▶ _Required work_
Every line of the data below is to be retyped exactly.
****
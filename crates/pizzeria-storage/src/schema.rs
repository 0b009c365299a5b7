//! SQL schema and migration setup for the SQLite backend.
//!
//! Uses `rusqlite_migration` to manage schema migrations via SQLite's
//! `user_version` pragma. Migrations are embedded at compile time via
//! `include_str!`.

use rusqlite::Connection;
use rusqlite_migration::{Migrations, M};

use crate::error::StorageError;

/// All schema migrations, applied in order via `user_version` tracking.
fn migrations() -> Migrations<'static> {
    Migrations::new(vec![M::up(include_str!(
        "migrations/001_initial_schema.sql"
    ))])
}

/// Opens (or creates) a SQLite database at `path` with WAL mode, foreign keys,
/// and all pending migrations applied.
pub fn open_database(path: &str) -> Result<Connection, StorageError> {
    let mut conn = Connection::open(path)?;
    configure_and_migrate(&mut conn)?;
    Ok(conn)
}

/// Opens an in-memory SQLite database with foreign keys and all pending
/// migrations applied.
pub fn open_in_memory() -> Result<Connection, StorageError> {
    let mut conn = Connection::open_in_memory()?;
    configure_and_migrate(&mut conn)?;
    Ok(conn)
}

/// Configures pragmas and applies pending migrations.
fn configure_and_migrate(conn: &mut Connection) -> Result<(), StorageError> {
    // journal_mode answers with the resulting mode ("memory" for in-memory DBs).
    conn.pragma_update_and_check(None, "journal_mode", "WAL", |row| {
        row.get::<_, String>(0)
    })?;
    conn.pragma_update(None, "synchronous", "NORMAL")?;
    // Recipe integrity relies on foreign keys, which SQLite leaves off by default.
    conn.pragma_update(None, "foreign_keys", "ON")?;

    migrations()
        .to_latest(conn)
        .map_err(|e| StorageError::Migration(e.to_string()))?;

    Ok(())
}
****
▶ _Solution for this task_
filename crates/pizzeria-storage/src/schema.rs
repository 0b009c365299a5b7
//! SQL schema and migration setup for the SQLite backend.
//!
//! Uses `rusqlite_migration` to manage schema migrations via SQLite's
//! `user_version` pragma. Migrations are embedded at compile time via
//! `include_str!`.

use rusqlite::Connection;
use rusqlite_migration::{Migrations, M};

use crate::error::StorageError;

/// All schema migrations, applied in order via `user_version` tracking.
fn migrations() -> Migrations<'static> {
    Migrations::new(vec![M::up(include_str!(
        "migrations/001_initial_schema.sql"
    ))])
}

/// Opens (or creates) a SQLite database at `path` with WAL mode, foreign keys,
/// and all pending migrations applied.
pub fn open_database(path: &str) -> Result<Connection, StorageError> {
    let mut conn = Connection::open(path)?;
    configure_and_migrate(&mut conn)?;
    Ok(conn)
}

/// Opens an in-memory SQLite database with foreign keys and all pending
/// migrations applied.
pub fn open_in_memory() -> Result<Connection, StorageError> {
    let mut conn = Connection::open_in_memory()?;
    configure_and_migrate(&mut conn)?;
    Ok(conn)
}

/// Configures pragmas and applies pending migrations.
fn configure_and_migrate(conn: &mut Connection) -> Result<(), StorageError> {
    // journal_mode answers with the resulting mode ("memory" for in-memory DBs).
    conn.pragma_update_and_check(None, "journal_mode", "WAL", |row| {
        row.get::<_, String>(0)
    })?;
    conn.pragma_update(None, "synchronous", "NORMAL")?;
    // Recipe integrity relies on foreign keys, which SQLite leaves off by default.
    conn.pragma_update(None, "foreign_keys", "ON")?;

    migrations()
        .to_latest(conn)
        .map_err(|e| StorageError::Migration(e.to_string()))?;

    Ok(())
}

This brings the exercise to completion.